HIDDEN FIGURES (director/writer: Theodore Melfi; screenwriters: based on the book by Margot Lee Shetterly/Allison Scheoeder; cinematographer: Mandy Walker; editor: Peter Teschner; music: Benjamin Wallfisch/Pharrell Williams/Hans Zimmer; cast: Taraji P. Henson (Katherine G. Johnson), Octavia Spencer (Dorothy Vaughan), Jim Parsons (Paul Stafford), Janelle Monáe (Mary Jackson), Kirsten Dunst (Vivian Michael), Kevin Costner (Al Harrison), Glen Powell (John Glenn), Mahershala Ali (Jim Johnson); Runtime: 125; MPAA Rating: PG; producers: Peter Chernin/Jenno Topping/Theodore Melfi/Donna Gigliotti/Pharrell Williams; 20th Century Fox; 2016)
“The worthy upbeat historical film on the early pioneers of NASA never fails to point out how courageous and saintly were its three black protagonists.“
Reviewed by Dennis Schwartz
A justifiable feel-good biopic on the untold story of the African-American genius mathematician Katherine G. Johnson (Taraji P. Henson) and her two black colleagues in the NASA space program, Dorothy Vaughan (Octavia Spencer) and Mary Jackson (Janelle Monáe). They worked together in 1961 in the segregated West Area Computers division of Langley Research Center in Hampton, Virginia, and helped NASA in the space race with the Russians. It shows how all three minority women overcame prejudice to become important contributors to the space program. Katherine was assigned as a so-called “computer” to make mathematical calculations that aided the astronaut John Glenn (Glen Powell) on his “Friendship 7” launch, whereby he became the first American astronaut to make a complete orbit of the Earth. Kevin Costner plays the hard-working, strong-willed, dedicated director of the space program, who recognizes Katherine’s talents and paves the way for her to succeed on the job. Kirsten Dunstis the efficient but unsympathetic white supervisor of the black women, who is surprised that the black ladies are a success. Theodore Melfi (“St. Vincent”) directs in a non-critical hero-worshipping way from a serviceable screenplay he co-wrote with Allison Schroeder. It’s based on the nonfiction book of the same name by Margot Lee Shetterly.
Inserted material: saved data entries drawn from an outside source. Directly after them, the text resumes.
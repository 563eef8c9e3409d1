use anyhow::Result;
use clap::Subcommand;
use colored::Colorize;

use launchable_client::{ClientError, LaunchableClient, StatusSummary, TestResults};
use launchable_core::{CaseStatus, SessionStore};

#[derive(Subcommand, Debug)]
pub enum InspectAction {
    /// Show the test results recorded for a session
    Tests {
        /// Test session id (defaults to the one in the session file)
        #[arg(long)]
        test_session_id: Option<String>,

        /// Output as JSON
        #[arg(long)]
        json: bool,
    },
}

pub fn handle_inspect_command(action: InspectAction) -> Result<i32> {
    match action {
        InspectAction::Tests {
            test_session_id,
            json,
        } => {
            let store = SessionStore::from_env();
            let client = LaunchableClient::from_env()?;
            inspect_tests(&store, &client, test_session_id, json)
        }
    }
}

fn inspect_tests(
    store: &SessionStore,
    client: &LaunchableClient,
    test_session_id: Option<String>,
    json: bool,
) -> Result<i32> {
    let session_id = match test_session_id {
        Some(id) => id,
        None => match store.read_current() {
            Ok(Some((_, id))) => id,
            _ => anyhow::bail!(
                "a test session id is required.\n\
                 Pass --test-session-id or run after `launchable record tests`"
            ),
        },
    };

    let results = match client.fetch_test_results(&session_id) {
        Ok(results) => results,
        Err(ClientError::SessionNotFound(_)) => {
            eprintln!(
                "{}",
                format!(
                    "Test session {} not found. Check the test session id and try again.",
                    session_id
                )
                .yellow()
            );
            return Ok(1);
        }
        Err(e) => {
            eprintln!("{}", e);
            eprintln!("{}", "Warning: failed to inspect tests".yellow());
            return Ok(1);
        }
    };

    if json {
        print_json(&results)?;
    } else {
        print_table(&results);
    }
    Ok(0)
}

fn print_json(results: &TestResults) -> Result<()> {
    let out = serde_json::json!({
        "summary": results.summary(),
        "results": results
            .list()
            .iter()
            .map(|r| serde_json::json!({
                "test_path": r.test_path_string(),
                "duration_sec": r.duration,
                "status": r.status.to_string(),
                "created_at": r.created_at,
            }))
            .collect::<Vec<_>>(),
    });
    println!("{}", serde_json::to_string_pretty(&out)?);
    Ok(())
}

fn print_table(results: &TestResults) {
    println!(
        "{:<60} {:>14} {:<10} {:<25}",
        "TEST PATH".dimmed(),
        "DURATION (SEC)".dimmed(),
        "STATUS".dimmed(),
        "UPLOADED AT".dimmed(),
    );

    for result in results.list() {
        let status = result.status.to_string();
        let status_colored = match result.status {
            CaseStatus::Success => status.bright_green().to_string(),
            CaseStatus::Failure => status.bright_red().to_string(),
            CaseStatus::Skipped => status.bright_yellow().to_string(),
            CaseStatus::Other => status.dimmed().to_string(),
        };
        println!(
            "{:<60} {:>14.2} {:<10} {:<25}",
            result.test_path_string(),
            result.duration,
            status_colored,
            result.created_at.as_deref().unwrap_or("-"),
        );
    }

    let summary = results.summary();
    println!();
    println!(
        "{:<10} {:>14} {:>22}",
        "SUMMARY".dimmed(),
        "REPORT COUNT".dimmed(),
        "TOTAL DURATION (MIN)".dimmed(),
    );
    print_summary_row("Total", &summary.total);
    print_summary_row("Success", &summary.success);
    print_summary_row("Failure", &summary.failure);
    print_summary_row("Skip", &summary.skip);
}

fn print_summary_row(label: &str, bucket: &StatusSummary) {
    println!(
        "{:<10} {:>14} {:>22.2}",
        label, bucket.report_count, bucket.duration_min
    );
}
The worthy upbeat historical film on the early pioneers of NASA never fails to point out how courageous and saintly were its three black protagonists and how back then racism was part of the normal fabric in Virginia, even inside NASA. By virtue of their abilities each lady forged ahead as pioneers who broke down racial and gender barriers at NASA and are viewed as inspirational figures for all Americans then and now.
REVIEWED ON 12/9/2016 GRADE: B-
Dennis Schwartz: “Ozus’ World Movie Reviews”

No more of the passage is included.